## The problem
Work out the number of lines in the listing below that include "RwLock", and answer with it alone.

BEGIN

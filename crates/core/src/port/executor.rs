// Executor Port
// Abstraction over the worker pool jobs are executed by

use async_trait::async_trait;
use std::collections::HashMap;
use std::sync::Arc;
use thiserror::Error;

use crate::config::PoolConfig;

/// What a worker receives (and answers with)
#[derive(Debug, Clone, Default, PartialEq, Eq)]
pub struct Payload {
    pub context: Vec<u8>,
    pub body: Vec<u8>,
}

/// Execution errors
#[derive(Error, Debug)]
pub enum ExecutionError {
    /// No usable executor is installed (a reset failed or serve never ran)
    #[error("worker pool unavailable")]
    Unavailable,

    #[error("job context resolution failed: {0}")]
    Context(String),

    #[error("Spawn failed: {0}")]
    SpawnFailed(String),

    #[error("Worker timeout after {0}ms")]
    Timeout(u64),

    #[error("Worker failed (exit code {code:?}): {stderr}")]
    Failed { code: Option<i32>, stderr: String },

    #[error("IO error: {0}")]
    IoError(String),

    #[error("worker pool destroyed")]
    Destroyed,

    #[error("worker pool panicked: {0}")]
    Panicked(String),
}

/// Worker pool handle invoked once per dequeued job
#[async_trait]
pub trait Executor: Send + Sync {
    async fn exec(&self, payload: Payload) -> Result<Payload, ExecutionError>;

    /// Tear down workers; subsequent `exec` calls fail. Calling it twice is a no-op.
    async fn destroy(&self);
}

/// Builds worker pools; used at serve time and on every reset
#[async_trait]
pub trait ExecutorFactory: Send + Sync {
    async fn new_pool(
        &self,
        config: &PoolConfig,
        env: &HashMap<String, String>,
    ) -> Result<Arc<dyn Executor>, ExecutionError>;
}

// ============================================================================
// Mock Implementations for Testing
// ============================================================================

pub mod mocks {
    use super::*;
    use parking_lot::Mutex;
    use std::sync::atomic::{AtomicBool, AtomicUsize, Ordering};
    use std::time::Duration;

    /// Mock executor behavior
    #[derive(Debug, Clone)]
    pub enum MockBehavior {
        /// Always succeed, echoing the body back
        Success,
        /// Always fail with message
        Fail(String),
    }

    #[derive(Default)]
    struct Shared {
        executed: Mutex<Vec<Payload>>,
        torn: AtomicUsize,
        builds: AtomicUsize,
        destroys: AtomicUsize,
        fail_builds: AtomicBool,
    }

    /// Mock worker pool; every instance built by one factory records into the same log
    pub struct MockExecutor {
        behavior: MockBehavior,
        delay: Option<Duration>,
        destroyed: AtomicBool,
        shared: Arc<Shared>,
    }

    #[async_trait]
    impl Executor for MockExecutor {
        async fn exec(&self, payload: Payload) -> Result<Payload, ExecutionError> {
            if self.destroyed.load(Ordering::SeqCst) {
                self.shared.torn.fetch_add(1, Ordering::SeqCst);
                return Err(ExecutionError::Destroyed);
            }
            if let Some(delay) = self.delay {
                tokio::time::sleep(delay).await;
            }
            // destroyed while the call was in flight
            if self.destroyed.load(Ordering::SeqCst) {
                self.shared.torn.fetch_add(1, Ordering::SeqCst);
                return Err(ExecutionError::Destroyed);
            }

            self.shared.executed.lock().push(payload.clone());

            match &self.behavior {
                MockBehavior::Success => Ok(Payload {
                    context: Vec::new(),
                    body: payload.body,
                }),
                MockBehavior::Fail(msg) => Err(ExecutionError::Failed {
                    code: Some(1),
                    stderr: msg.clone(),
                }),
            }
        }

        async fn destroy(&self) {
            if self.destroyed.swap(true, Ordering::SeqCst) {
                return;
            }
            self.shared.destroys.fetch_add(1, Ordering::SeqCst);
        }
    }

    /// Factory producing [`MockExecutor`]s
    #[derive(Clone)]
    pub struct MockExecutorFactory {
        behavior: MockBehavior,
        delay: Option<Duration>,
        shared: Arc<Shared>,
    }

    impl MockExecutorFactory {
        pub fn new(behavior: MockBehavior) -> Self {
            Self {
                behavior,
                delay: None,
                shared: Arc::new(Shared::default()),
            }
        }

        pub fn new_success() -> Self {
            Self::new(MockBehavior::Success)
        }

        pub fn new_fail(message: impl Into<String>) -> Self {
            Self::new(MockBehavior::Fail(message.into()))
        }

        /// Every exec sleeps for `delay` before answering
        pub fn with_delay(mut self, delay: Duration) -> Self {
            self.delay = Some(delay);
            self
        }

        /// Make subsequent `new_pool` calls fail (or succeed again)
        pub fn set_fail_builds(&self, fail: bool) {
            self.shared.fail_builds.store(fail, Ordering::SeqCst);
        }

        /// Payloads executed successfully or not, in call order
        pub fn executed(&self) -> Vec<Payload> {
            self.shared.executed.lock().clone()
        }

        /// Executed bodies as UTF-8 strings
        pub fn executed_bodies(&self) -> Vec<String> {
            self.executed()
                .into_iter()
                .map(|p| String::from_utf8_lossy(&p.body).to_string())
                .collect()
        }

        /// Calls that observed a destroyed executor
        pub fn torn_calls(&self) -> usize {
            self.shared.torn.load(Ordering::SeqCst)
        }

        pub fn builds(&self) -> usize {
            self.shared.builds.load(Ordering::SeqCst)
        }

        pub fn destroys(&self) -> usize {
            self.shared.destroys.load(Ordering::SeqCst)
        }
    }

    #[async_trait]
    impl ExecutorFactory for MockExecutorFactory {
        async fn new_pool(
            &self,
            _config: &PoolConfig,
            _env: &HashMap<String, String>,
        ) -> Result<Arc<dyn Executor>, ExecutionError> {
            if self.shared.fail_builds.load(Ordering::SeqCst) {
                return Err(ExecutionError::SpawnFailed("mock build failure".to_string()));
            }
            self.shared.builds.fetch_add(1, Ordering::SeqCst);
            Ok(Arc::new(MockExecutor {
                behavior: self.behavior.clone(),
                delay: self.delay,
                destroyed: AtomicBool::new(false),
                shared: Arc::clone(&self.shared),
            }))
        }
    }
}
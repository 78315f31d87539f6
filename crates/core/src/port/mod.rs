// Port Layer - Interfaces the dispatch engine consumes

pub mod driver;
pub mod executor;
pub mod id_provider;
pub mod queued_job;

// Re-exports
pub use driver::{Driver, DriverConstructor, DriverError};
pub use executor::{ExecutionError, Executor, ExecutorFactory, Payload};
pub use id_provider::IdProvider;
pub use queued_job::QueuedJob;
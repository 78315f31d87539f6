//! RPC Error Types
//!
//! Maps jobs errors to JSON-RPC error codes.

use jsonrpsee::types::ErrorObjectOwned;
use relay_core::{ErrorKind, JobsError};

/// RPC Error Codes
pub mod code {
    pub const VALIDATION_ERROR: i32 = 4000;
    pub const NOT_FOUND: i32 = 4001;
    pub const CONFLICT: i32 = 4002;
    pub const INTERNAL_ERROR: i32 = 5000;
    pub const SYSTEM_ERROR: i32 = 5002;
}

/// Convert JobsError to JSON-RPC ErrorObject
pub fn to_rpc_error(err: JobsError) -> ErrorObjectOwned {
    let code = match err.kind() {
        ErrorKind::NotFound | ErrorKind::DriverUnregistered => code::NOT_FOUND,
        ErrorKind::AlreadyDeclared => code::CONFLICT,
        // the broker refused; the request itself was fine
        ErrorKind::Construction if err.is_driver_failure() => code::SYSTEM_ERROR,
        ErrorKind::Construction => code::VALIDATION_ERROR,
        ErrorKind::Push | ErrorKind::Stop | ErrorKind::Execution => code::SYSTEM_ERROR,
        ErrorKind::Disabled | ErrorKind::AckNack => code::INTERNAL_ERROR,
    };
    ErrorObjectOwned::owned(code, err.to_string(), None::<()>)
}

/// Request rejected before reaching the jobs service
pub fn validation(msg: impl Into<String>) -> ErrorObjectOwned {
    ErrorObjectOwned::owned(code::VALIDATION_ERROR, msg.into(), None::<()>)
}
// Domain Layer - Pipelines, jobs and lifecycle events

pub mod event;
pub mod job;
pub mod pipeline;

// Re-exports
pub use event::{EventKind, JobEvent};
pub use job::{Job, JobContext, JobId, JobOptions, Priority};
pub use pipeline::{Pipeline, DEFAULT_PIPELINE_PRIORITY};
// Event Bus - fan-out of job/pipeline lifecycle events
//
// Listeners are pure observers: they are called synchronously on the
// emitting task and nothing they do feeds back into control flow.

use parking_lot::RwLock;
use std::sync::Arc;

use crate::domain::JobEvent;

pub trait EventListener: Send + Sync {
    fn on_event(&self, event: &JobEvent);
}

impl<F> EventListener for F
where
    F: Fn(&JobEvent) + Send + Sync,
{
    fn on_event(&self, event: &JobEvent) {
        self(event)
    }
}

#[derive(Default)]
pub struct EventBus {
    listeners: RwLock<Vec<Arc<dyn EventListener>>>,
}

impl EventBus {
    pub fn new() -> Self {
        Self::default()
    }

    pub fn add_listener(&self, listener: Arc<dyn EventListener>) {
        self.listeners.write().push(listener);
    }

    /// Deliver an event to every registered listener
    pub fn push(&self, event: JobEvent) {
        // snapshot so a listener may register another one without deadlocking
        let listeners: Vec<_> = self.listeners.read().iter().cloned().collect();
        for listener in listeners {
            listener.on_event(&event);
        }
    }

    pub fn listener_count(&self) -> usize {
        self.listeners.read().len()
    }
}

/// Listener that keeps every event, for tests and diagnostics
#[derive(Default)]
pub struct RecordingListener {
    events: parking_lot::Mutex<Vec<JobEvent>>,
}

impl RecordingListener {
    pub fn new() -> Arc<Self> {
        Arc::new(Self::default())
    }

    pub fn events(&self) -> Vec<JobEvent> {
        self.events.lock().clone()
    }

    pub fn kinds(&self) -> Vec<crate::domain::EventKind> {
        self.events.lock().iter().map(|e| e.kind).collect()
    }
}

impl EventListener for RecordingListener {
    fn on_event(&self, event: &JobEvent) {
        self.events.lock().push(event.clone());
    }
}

END

## The answer
2